● **Task details**: Using the records provided below, locate and copy each line that contains the word "DeleteObjectRequest".

● **Record set**:
* * * *

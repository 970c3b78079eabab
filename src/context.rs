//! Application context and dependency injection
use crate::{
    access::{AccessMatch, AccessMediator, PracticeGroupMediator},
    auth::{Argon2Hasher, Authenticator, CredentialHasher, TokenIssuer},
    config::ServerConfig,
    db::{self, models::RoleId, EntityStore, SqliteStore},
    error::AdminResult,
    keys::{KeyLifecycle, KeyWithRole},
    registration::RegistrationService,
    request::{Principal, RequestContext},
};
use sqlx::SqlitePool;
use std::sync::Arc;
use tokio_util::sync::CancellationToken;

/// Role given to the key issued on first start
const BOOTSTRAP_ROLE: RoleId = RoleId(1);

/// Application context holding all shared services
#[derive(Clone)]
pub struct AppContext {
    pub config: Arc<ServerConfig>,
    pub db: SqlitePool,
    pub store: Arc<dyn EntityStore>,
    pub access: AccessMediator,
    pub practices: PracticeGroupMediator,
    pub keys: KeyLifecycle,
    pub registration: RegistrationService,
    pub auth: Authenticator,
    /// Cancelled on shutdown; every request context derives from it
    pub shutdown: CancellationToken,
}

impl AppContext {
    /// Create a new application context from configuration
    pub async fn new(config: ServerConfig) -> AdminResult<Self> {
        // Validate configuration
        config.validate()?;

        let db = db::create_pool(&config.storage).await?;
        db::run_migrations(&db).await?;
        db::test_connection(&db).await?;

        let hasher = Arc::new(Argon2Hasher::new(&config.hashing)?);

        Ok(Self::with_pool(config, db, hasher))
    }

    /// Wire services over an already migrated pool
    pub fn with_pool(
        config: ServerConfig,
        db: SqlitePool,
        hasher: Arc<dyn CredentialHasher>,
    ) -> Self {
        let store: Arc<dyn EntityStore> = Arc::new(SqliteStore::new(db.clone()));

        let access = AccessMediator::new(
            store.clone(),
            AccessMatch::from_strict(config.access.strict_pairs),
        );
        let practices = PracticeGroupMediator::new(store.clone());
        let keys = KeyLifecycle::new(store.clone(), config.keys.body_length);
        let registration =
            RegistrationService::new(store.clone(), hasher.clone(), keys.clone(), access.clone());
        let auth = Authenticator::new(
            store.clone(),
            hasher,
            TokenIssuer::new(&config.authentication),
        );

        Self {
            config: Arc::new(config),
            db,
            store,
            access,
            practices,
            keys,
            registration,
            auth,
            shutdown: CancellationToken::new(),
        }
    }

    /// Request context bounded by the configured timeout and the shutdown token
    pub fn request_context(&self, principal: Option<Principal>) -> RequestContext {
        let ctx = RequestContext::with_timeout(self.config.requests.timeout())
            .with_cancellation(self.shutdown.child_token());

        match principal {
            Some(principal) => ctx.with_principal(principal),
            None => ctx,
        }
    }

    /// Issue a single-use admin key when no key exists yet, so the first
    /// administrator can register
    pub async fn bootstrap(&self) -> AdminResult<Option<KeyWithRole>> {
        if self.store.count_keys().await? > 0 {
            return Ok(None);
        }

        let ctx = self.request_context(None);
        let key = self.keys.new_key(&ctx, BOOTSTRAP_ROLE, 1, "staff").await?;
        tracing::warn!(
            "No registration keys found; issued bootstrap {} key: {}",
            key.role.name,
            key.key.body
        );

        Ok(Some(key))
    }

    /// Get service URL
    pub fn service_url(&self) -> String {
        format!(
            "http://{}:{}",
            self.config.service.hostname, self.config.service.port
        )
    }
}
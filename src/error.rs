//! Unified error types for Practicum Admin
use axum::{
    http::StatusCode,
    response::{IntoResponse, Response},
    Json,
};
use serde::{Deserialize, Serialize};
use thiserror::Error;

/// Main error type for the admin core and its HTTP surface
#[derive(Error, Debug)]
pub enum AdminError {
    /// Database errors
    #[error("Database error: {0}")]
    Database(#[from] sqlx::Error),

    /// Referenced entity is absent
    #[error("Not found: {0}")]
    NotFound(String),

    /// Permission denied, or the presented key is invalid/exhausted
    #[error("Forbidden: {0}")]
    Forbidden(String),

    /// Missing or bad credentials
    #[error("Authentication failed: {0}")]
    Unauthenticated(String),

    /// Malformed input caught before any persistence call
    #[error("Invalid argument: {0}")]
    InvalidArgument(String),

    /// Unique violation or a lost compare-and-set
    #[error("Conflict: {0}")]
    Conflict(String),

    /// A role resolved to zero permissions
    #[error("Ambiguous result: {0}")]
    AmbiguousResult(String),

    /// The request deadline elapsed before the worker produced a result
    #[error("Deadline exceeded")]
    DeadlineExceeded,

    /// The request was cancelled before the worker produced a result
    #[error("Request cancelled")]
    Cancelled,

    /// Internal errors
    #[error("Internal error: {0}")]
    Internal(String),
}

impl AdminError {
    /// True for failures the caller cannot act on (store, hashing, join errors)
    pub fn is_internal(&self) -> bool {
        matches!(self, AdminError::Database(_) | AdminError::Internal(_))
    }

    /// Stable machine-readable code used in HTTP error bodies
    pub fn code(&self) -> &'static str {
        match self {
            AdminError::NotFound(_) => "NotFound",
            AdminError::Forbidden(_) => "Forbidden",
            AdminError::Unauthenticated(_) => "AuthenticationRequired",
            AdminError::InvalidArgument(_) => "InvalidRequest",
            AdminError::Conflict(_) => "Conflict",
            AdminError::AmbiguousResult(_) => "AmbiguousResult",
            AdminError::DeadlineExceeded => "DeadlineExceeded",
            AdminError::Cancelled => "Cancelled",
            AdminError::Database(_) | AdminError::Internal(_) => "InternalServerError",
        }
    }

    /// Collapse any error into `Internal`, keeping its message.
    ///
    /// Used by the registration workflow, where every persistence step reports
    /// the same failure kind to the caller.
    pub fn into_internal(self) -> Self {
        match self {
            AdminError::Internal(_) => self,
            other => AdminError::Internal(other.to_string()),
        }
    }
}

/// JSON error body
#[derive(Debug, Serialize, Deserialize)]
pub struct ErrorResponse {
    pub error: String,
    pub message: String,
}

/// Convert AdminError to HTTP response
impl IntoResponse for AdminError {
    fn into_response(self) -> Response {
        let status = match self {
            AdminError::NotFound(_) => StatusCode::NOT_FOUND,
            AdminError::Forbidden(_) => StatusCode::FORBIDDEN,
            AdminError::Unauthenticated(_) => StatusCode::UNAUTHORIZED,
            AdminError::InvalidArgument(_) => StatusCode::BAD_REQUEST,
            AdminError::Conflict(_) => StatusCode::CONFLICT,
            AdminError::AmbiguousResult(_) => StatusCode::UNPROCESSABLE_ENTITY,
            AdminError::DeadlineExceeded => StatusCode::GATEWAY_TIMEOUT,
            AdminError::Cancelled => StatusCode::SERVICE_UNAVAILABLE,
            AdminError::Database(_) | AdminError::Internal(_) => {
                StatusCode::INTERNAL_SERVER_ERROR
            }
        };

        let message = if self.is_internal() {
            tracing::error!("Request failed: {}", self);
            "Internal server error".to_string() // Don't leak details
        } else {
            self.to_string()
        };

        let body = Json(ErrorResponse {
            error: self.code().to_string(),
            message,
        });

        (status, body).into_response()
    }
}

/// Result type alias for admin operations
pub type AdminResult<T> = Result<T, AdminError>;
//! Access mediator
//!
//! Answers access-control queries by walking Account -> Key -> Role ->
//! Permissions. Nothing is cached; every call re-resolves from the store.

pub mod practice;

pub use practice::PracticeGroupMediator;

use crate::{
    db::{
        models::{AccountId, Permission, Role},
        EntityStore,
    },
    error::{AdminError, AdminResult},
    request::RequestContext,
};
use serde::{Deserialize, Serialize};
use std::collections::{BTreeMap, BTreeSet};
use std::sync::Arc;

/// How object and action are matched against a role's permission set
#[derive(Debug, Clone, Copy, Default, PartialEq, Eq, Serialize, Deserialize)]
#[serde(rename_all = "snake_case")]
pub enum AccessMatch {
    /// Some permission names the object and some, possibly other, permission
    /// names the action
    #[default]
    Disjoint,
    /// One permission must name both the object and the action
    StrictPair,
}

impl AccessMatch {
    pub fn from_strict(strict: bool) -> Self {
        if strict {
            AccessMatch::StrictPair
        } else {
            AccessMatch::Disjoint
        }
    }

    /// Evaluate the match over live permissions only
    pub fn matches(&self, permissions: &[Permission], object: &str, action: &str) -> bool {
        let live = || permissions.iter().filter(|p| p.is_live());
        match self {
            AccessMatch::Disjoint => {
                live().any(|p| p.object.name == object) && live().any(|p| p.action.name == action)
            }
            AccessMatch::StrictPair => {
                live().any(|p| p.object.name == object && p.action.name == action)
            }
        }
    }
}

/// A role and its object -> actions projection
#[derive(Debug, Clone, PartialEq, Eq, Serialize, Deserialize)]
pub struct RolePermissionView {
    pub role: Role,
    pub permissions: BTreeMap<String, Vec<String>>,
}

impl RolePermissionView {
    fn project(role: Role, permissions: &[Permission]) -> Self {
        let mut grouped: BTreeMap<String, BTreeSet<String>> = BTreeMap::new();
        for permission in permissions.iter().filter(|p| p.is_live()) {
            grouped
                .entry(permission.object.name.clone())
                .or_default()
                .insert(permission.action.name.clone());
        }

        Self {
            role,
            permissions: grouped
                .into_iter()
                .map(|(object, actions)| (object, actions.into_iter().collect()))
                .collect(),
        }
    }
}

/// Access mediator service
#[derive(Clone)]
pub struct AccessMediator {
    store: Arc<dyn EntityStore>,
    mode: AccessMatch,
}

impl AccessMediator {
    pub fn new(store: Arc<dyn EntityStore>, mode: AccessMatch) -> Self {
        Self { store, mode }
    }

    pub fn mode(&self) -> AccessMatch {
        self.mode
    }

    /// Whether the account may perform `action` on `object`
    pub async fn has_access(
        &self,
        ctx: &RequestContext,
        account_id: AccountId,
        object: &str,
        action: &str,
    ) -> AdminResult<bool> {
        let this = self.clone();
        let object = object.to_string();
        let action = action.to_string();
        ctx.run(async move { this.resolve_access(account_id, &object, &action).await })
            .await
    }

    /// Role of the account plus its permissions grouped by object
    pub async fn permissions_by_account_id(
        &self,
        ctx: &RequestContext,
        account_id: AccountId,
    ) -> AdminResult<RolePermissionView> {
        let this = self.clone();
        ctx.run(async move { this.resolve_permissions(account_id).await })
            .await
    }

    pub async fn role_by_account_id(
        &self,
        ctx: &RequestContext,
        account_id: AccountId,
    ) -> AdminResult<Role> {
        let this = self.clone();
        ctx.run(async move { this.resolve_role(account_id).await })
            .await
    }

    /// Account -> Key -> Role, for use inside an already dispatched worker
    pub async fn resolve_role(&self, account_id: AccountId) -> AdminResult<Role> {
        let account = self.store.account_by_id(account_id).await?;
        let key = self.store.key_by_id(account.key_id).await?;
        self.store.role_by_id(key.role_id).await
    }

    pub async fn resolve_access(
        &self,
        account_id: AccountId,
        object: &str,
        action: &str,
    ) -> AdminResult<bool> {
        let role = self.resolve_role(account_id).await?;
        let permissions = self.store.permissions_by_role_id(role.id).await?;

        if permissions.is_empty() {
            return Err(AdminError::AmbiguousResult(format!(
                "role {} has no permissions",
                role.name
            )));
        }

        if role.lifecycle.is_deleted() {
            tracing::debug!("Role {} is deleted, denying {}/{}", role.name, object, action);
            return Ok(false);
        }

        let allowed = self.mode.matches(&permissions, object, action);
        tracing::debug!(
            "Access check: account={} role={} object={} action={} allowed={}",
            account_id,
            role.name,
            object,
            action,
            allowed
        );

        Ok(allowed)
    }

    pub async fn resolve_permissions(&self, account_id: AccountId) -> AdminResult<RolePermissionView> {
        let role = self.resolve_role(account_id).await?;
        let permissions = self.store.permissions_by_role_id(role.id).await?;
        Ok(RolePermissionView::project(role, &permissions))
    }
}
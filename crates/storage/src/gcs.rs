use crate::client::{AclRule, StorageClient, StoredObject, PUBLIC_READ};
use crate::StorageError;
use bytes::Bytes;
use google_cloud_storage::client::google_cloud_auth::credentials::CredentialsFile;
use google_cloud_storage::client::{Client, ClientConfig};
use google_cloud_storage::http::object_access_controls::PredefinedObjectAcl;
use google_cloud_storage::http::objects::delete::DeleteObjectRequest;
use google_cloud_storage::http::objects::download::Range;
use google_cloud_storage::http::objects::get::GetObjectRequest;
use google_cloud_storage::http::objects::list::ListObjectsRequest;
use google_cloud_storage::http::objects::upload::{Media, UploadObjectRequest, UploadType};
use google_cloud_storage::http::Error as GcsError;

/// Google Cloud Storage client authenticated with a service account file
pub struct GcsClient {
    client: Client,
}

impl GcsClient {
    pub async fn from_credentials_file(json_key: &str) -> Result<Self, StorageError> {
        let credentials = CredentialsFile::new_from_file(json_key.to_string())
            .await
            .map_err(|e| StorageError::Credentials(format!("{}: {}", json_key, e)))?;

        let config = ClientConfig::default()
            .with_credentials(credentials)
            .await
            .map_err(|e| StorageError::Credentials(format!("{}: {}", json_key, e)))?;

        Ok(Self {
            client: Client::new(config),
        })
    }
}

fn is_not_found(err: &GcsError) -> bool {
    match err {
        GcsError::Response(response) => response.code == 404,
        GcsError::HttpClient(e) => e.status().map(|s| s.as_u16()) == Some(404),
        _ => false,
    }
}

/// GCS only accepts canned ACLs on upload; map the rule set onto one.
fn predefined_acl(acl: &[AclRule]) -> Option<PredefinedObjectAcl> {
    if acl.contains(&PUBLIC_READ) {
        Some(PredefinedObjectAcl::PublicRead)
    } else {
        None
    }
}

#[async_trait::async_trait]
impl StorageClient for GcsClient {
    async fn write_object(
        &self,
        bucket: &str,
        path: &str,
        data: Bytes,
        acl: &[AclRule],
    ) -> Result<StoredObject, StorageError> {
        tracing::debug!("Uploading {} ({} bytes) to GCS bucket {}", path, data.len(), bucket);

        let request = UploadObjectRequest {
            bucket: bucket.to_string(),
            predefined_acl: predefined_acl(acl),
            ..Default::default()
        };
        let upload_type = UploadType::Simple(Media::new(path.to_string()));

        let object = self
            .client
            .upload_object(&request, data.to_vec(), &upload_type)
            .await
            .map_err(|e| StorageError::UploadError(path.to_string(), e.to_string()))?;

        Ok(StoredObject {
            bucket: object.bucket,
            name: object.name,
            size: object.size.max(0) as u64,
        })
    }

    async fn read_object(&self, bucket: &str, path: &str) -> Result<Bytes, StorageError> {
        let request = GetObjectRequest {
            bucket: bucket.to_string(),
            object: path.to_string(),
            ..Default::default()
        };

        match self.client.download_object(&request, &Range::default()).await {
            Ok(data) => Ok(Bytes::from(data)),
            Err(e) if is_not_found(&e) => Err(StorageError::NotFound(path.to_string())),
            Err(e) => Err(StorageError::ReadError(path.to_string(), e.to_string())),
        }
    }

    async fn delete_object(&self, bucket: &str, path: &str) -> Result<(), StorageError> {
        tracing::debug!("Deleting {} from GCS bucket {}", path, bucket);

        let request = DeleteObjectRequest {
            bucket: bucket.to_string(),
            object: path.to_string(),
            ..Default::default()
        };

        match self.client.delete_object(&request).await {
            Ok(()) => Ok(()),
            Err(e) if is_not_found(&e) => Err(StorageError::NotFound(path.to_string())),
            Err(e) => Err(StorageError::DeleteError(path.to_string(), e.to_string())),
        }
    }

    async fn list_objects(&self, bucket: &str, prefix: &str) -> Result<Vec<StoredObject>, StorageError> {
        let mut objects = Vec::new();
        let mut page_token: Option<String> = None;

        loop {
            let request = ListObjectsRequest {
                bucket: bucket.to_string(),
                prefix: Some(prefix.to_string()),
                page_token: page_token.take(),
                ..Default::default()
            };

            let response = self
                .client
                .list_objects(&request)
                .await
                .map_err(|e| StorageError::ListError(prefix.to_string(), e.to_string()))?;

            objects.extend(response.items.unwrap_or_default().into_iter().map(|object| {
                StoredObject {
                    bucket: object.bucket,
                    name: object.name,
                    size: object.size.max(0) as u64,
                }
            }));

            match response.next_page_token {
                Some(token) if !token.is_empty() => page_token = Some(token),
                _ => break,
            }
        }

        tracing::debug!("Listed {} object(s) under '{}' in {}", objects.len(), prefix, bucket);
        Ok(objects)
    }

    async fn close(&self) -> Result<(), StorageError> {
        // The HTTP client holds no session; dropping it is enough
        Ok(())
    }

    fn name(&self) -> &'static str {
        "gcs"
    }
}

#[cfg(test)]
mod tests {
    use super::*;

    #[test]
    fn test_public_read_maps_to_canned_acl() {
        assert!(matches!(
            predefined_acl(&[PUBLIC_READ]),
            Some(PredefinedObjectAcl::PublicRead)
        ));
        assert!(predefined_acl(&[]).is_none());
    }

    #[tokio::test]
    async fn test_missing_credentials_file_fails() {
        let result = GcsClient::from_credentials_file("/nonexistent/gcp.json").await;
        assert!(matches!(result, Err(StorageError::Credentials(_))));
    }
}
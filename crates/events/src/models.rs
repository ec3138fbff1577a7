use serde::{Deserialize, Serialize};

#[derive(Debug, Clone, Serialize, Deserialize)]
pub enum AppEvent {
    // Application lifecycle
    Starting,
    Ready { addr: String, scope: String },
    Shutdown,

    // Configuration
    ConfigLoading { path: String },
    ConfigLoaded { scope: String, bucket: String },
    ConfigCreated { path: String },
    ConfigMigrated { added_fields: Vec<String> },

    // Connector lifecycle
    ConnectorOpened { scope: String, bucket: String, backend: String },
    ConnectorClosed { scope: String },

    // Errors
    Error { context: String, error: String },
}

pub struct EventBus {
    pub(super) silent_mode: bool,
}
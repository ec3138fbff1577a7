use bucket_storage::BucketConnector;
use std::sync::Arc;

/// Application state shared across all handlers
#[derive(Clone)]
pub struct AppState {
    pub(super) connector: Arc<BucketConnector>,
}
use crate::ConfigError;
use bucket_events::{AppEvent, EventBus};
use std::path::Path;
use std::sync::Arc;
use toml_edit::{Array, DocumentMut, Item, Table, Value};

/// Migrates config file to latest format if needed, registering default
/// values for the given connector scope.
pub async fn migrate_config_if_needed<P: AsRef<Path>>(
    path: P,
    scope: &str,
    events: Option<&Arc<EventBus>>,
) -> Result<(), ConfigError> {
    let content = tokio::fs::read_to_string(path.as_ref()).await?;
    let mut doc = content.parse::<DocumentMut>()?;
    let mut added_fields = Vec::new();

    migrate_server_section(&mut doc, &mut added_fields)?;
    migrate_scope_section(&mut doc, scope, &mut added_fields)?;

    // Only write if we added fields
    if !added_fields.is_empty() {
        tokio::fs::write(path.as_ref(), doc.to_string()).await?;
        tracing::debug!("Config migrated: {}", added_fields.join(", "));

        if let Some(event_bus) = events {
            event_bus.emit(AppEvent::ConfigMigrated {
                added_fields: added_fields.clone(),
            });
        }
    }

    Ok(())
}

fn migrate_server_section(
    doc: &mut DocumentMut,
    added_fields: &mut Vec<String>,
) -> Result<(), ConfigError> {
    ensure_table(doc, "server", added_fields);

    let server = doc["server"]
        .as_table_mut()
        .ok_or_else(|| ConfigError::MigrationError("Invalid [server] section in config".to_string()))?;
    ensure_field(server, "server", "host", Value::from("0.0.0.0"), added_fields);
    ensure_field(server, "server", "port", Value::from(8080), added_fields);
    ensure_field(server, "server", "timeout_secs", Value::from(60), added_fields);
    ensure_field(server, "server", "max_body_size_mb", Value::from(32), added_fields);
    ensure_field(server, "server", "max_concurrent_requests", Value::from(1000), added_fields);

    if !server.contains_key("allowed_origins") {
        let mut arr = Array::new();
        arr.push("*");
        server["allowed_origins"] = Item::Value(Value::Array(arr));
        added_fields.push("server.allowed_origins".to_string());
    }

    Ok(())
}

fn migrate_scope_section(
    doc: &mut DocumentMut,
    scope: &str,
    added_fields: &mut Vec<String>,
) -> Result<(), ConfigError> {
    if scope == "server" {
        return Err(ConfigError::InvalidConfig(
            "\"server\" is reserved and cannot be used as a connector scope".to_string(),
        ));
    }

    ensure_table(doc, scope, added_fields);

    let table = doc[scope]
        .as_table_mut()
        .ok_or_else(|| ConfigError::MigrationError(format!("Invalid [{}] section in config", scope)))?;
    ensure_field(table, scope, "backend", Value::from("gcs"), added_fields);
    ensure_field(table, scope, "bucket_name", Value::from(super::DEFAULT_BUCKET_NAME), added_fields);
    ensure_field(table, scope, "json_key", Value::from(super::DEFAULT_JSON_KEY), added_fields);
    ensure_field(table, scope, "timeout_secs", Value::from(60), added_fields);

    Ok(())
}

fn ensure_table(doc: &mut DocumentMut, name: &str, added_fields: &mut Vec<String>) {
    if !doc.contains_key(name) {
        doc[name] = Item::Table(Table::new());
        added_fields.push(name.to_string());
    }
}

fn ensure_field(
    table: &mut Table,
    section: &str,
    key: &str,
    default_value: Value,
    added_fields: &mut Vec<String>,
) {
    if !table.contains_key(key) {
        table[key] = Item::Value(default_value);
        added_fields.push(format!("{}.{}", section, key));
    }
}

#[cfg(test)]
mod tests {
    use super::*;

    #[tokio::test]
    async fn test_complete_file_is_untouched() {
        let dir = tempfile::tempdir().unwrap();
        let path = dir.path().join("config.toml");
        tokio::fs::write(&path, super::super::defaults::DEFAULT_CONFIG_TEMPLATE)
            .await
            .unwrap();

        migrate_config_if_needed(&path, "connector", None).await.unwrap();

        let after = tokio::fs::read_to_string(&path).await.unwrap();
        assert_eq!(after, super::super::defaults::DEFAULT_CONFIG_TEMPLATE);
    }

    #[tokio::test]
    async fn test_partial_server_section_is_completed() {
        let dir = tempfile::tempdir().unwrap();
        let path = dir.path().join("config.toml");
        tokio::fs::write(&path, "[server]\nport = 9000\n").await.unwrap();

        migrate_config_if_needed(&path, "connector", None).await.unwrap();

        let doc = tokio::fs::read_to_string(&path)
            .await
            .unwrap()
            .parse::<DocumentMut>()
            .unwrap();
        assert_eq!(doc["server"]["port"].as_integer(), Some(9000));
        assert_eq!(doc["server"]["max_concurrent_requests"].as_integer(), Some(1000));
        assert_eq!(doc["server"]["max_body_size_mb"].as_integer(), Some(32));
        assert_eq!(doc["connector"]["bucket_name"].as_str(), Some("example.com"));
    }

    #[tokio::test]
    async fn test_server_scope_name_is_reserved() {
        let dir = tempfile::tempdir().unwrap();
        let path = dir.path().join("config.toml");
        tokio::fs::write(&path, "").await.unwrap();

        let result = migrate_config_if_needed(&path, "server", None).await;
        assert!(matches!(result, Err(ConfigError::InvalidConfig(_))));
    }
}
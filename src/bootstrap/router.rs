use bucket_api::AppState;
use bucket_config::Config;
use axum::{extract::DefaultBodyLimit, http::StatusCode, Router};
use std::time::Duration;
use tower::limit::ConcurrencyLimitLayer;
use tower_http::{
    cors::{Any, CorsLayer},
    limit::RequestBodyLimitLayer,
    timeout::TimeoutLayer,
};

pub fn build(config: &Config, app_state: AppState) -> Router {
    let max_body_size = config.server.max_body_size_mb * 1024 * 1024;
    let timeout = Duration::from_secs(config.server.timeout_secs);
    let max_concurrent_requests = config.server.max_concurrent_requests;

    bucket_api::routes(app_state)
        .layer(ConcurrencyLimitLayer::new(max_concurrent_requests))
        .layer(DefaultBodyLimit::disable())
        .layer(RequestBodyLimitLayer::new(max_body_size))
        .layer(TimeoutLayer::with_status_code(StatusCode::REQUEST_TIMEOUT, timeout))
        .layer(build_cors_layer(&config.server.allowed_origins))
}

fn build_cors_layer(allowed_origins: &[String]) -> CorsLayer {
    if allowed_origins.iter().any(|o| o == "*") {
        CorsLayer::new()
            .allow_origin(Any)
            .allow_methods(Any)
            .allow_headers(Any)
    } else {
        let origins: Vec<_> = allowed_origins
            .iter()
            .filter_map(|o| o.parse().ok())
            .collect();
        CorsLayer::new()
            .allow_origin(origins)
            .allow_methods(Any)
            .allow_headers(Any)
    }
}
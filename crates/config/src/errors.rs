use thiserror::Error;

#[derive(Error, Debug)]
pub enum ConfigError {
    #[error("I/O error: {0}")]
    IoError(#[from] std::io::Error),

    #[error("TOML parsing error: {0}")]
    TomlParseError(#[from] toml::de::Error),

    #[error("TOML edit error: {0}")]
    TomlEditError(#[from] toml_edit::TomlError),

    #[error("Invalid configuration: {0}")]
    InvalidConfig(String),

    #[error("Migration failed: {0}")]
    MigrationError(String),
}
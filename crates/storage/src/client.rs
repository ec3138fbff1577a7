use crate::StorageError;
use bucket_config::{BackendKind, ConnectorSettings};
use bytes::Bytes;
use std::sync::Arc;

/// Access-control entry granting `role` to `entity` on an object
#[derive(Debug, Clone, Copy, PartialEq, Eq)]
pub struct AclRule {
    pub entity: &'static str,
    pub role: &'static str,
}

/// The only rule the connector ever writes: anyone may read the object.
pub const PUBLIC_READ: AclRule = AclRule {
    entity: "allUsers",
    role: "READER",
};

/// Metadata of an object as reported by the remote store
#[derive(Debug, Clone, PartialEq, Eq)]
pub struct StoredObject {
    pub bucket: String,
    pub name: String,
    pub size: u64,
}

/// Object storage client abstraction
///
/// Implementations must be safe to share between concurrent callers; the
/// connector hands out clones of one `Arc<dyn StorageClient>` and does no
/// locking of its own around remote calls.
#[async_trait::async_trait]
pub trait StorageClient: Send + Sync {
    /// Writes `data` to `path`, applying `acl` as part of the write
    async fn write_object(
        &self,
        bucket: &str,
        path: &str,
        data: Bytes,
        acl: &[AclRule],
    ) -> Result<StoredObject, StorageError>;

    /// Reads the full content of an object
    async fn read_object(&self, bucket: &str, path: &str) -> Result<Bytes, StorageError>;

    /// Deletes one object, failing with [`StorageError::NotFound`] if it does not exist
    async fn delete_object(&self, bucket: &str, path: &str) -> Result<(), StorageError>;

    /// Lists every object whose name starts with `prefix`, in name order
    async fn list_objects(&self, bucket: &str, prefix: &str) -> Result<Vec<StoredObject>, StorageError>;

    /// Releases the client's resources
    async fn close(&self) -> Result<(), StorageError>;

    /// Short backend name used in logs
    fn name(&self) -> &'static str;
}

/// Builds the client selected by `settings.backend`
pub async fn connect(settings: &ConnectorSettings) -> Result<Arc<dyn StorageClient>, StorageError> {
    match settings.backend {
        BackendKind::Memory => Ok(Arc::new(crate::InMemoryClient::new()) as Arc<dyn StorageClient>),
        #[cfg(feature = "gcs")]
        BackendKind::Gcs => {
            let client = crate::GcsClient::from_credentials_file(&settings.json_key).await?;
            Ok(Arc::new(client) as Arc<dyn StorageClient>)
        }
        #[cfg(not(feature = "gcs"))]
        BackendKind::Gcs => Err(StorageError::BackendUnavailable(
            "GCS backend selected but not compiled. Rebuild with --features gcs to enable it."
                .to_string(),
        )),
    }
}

* * * *

● **Expected output**:
use google_cloud_storage::http::objects::delete::DeleteObjectRequest;
        let request = DeleteObjectRequest {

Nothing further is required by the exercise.